— What you need to do —
Copy every line from the records below that holds the word "layout".

(Items from a dataset)
════════

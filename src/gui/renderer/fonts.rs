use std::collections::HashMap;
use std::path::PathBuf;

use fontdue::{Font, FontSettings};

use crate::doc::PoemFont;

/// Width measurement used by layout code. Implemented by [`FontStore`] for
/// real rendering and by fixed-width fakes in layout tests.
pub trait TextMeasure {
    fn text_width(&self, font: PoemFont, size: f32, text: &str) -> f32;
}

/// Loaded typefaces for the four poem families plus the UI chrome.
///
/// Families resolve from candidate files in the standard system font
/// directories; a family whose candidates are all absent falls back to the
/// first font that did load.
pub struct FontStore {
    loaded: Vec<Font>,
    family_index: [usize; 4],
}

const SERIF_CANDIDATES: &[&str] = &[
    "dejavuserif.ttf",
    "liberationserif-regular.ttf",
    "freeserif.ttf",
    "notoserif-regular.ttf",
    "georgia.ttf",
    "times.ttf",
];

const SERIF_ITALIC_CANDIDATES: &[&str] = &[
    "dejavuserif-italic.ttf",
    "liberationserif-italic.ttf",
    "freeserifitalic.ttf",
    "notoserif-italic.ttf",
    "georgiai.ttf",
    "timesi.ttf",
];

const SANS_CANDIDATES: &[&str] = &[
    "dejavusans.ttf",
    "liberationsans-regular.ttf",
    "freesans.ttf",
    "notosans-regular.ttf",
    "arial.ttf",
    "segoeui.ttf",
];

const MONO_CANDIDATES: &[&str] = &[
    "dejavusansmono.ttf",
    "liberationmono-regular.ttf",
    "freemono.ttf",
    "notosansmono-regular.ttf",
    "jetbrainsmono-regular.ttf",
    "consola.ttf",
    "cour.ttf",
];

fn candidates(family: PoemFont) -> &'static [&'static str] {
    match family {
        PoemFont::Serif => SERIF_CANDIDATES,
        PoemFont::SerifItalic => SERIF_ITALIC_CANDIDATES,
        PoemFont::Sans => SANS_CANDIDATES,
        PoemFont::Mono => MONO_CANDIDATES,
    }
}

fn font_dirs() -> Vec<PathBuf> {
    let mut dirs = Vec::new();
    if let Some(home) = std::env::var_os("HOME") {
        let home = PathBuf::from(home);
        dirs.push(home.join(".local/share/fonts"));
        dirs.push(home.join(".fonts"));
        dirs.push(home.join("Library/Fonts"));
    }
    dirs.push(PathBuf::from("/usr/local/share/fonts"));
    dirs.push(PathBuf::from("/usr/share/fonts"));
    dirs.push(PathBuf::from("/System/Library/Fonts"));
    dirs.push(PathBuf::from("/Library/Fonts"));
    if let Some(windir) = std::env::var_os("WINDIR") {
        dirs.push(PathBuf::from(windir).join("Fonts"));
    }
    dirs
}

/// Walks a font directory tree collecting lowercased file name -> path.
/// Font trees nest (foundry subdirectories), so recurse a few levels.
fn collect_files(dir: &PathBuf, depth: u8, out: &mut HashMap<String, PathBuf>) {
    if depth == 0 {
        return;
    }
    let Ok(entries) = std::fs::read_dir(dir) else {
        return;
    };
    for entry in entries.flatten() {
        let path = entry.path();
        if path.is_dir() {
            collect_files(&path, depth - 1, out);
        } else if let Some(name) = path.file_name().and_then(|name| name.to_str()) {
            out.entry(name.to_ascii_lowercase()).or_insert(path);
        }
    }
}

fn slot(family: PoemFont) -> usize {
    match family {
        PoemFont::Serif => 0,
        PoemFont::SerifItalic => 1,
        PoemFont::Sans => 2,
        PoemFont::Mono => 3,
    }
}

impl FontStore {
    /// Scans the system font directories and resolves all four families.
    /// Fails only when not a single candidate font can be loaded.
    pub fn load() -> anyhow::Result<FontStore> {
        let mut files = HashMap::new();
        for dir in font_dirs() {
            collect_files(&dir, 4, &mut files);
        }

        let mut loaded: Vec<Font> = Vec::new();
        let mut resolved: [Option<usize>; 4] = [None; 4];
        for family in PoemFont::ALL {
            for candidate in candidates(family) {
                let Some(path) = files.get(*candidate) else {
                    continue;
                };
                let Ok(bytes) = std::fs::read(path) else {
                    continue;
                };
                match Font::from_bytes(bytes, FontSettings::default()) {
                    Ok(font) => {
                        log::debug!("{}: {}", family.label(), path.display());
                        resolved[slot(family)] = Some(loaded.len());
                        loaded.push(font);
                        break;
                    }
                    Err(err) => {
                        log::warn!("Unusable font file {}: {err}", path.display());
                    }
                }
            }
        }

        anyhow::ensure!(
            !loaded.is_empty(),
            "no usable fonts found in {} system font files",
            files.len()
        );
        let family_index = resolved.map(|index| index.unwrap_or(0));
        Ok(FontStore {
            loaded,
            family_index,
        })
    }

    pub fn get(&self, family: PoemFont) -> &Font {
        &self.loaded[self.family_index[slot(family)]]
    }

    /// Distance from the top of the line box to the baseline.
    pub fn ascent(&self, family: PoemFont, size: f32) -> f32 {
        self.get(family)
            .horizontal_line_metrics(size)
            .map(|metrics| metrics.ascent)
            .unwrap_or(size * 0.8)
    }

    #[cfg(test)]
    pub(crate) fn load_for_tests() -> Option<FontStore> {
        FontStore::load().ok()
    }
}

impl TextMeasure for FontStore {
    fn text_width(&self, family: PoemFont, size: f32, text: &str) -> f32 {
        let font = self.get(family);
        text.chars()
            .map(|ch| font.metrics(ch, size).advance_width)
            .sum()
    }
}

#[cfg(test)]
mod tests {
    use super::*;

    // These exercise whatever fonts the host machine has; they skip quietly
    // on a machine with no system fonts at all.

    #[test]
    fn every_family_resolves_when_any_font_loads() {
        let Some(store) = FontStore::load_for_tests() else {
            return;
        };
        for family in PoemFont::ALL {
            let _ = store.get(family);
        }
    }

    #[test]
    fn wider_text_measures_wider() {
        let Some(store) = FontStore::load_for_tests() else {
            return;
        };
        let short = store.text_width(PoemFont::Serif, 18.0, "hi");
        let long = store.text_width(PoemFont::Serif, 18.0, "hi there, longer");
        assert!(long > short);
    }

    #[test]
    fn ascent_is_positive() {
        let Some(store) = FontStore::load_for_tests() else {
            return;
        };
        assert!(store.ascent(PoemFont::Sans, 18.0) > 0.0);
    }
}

════════

— Result of this exercise —
/// Width measurement used by layout code. Implemented by [`FontStore`] for
/// real rendering and by fixed-width fakes in layout tests.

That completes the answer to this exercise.